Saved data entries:
------------------------------------------------------------

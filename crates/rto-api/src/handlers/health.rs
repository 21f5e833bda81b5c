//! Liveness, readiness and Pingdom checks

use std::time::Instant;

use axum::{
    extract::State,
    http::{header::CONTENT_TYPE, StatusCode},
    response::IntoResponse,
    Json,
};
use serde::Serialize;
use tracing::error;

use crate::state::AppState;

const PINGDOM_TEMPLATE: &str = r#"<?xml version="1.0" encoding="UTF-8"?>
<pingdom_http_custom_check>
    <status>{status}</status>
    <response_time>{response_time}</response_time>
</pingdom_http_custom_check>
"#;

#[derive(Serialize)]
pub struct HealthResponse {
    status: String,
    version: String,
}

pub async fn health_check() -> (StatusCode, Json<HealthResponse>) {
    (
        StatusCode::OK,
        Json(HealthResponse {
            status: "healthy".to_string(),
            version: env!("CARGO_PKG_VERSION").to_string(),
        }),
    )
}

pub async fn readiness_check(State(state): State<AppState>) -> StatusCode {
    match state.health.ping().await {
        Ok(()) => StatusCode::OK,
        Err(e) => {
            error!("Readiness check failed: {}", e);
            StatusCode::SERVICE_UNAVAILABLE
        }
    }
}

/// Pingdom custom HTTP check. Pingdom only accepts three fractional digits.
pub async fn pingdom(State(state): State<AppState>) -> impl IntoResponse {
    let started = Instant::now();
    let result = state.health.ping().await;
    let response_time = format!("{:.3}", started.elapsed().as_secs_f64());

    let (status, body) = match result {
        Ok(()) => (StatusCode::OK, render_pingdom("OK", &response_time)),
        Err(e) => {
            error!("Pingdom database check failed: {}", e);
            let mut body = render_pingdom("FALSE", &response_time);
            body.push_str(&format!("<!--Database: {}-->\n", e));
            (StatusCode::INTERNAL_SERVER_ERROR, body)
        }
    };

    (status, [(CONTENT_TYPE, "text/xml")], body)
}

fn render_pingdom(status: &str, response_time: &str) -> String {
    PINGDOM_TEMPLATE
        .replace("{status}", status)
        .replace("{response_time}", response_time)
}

------------------------------------------------------------

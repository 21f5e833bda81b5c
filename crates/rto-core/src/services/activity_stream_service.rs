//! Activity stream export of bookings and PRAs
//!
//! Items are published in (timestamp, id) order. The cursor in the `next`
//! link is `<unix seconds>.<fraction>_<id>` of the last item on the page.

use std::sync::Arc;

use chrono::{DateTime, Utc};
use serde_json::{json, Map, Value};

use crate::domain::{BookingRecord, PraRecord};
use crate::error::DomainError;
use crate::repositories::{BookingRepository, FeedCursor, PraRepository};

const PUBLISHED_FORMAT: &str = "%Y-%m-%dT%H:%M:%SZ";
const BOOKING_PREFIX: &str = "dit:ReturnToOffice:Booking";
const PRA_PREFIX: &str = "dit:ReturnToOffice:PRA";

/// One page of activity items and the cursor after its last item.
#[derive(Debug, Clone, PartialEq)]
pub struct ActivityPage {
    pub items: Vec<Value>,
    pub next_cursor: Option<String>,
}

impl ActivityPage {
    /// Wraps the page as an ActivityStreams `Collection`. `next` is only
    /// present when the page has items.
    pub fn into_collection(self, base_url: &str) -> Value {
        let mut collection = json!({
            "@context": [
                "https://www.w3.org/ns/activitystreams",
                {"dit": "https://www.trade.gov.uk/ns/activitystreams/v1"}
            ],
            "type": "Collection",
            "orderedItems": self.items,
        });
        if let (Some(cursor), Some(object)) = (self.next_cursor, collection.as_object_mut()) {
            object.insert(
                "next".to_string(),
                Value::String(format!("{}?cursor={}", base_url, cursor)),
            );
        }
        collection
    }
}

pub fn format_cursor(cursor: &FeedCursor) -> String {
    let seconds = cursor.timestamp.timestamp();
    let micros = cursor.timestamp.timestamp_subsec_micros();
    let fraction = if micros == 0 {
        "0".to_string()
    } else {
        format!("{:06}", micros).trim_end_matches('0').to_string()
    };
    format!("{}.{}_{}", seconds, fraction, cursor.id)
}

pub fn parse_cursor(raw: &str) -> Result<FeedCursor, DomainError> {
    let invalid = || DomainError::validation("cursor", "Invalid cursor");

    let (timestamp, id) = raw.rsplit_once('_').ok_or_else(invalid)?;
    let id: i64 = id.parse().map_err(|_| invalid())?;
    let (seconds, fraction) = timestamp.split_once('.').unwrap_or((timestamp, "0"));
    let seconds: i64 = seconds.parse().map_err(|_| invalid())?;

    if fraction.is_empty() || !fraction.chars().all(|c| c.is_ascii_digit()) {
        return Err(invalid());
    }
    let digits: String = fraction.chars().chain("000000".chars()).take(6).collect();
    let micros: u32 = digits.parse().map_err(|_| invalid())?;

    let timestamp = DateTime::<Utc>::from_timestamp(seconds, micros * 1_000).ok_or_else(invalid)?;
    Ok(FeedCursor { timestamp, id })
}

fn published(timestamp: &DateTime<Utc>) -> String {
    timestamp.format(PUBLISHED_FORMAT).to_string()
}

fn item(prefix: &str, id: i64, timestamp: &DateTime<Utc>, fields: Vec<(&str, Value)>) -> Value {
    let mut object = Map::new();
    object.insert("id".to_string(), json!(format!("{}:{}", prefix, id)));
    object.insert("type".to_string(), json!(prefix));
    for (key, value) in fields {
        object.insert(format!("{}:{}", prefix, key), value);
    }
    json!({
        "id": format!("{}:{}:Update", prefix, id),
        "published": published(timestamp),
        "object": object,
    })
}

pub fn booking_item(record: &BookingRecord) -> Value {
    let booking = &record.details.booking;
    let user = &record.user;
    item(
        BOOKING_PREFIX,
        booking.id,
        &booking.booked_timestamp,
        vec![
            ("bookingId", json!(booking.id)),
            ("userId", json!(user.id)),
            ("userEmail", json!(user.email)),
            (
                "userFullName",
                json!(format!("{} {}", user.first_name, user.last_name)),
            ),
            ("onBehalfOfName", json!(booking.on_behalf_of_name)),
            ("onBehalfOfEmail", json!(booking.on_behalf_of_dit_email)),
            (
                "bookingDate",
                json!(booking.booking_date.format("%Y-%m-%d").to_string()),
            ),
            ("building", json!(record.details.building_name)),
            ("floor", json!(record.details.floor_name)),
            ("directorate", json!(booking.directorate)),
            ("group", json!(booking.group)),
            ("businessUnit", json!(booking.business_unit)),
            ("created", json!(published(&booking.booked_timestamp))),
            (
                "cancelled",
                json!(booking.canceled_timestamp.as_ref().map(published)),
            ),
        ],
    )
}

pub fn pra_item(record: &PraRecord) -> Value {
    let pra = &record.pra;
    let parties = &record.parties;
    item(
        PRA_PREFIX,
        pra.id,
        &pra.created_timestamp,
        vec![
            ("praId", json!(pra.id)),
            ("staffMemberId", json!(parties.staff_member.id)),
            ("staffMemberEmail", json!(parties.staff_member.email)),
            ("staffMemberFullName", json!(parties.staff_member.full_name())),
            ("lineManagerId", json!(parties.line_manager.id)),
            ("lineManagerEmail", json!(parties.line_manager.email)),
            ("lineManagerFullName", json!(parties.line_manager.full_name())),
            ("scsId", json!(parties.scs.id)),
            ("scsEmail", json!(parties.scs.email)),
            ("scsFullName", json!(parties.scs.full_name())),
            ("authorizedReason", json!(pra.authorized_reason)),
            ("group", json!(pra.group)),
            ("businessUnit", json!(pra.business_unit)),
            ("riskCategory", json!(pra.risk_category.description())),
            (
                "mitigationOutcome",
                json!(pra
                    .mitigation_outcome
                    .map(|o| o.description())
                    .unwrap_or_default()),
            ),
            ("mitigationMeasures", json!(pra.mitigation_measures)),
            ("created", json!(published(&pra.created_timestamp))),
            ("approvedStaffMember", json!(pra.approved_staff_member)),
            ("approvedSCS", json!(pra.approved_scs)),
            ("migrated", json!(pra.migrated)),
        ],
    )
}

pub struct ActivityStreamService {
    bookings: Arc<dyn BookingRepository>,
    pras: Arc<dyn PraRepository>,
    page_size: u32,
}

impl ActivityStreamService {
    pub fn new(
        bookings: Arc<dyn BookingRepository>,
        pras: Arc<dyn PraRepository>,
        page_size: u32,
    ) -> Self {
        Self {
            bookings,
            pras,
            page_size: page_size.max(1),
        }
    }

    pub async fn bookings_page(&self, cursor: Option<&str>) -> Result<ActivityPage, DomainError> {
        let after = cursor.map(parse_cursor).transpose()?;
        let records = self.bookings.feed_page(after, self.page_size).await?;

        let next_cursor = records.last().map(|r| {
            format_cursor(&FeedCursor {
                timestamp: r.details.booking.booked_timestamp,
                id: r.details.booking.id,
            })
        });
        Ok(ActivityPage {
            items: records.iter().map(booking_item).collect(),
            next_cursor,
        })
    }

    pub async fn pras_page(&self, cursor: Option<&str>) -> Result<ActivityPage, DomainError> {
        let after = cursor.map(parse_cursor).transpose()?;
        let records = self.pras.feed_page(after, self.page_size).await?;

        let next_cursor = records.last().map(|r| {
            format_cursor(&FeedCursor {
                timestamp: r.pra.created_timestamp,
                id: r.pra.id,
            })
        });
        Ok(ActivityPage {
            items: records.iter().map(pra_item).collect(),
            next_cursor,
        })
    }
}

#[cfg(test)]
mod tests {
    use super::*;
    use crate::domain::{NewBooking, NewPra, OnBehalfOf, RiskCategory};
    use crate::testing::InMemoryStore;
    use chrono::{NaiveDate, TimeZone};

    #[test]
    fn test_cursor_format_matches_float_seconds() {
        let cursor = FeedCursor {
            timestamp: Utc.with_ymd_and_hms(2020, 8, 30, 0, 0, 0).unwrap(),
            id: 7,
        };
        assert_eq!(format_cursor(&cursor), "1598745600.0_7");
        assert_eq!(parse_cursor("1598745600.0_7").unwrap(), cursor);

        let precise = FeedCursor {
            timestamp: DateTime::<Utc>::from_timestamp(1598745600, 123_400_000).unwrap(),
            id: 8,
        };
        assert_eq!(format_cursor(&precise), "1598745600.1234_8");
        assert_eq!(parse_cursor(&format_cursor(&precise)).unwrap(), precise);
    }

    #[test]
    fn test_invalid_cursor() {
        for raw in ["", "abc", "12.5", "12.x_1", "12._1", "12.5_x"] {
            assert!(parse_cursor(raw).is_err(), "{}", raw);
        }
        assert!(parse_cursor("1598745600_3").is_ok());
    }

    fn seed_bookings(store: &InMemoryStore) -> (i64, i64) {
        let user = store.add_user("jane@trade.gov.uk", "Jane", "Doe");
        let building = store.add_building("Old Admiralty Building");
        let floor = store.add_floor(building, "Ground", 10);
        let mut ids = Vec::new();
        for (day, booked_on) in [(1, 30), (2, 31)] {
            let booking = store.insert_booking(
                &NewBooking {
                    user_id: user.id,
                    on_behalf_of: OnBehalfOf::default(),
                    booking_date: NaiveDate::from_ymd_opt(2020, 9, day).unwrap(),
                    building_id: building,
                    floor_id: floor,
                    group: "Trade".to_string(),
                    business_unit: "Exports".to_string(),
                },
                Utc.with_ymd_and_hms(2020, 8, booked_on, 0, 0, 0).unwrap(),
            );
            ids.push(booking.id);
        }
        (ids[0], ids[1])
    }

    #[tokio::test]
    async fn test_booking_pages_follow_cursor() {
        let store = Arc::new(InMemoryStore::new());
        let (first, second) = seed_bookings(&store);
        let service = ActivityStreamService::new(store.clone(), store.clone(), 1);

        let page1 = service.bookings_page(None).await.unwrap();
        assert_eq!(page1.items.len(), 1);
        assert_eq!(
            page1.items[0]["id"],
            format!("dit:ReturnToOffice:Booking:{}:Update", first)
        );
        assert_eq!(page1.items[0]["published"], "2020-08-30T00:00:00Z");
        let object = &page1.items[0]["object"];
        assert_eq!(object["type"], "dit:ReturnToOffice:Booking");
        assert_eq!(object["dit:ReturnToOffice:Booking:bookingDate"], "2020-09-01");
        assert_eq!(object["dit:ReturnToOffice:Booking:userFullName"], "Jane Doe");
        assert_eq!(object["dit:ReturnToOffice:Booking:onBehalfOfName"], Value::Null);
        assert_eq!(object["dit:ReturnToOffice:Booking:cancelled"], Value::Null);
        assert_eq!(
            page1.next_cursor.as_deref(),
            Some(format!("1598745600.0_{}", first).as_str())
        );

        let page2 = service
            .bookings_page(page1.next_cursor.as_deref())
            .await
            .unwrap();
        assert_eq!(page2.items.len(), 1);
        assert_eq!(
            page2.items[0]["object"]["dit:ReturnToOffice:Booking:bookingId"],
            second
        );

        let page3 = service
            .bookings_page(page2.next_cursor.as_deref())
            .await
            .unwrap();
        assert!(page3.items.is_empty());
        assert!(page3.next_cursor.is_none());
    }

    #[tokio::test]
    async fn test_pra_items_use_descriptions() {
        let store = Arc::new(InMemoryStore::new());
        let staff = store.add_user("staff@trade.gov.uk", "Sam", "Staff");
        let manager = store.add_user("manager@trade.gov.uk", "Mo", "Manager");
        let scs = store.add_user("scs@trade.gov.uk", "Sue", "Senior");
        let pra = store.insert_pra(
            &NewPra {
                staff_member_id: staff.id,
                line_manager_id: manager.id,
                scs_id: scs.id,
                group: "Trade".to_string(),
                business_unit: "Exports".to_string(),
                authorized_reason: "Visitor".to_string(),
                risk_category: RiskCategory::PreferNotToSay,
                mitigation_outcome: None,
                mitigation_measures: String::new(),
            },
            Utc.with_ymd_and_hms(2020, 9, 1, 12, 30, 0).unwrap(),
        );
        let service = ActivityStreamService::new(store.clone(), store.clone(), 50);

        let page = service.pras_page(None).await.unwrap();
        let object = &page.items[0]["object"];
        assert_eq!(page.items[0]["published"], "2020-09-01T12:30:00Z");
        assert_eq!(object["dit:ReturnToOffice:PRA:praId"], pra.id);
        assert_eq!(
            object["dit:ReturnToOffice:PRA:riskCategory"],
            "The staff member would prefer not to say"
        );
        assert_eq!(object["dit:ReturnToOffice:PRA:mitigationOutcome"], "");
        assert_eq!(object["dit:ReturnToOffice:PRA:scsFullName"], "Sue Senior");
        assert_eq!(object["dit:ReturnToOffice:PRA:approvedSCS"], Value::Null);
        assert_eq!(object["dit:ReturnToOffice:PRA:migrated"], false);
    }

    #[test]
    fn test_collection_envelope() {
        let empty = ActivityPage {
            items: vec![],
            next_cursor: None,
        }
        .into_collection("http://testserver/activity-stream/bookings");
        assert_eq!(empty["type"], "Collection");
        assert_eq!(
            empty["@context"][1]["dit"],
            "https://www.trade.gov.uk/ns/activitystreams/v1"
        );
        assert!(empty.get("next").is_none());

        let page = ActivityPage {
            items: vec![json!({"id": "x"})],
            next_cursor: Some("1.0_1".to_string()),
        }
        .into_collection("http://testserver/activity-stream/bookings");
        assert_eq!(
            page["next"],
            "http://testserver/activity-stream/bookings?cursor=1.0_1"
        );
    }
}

------------------------------------------------------------

EXERCISE GOAL: Copy out, word for word, the part of the entries above that begins at the line with "StatusCode::SERVICE_UNAVAILABLE" and ends at the line with "let result = state.health.ping().await;", including both.

FINISHED TASK:
            StatusCode::SERVICE_UNAVAILABLE
        }
    }
}

/// Pingdom custom HTTP check. Pingdom only accepts three fractional digits.
pub async fn pingdom(State(state): State<AppState>) -> impl IntoResponse {
    let started = Instant::now();
    let result = state.health.ping().await;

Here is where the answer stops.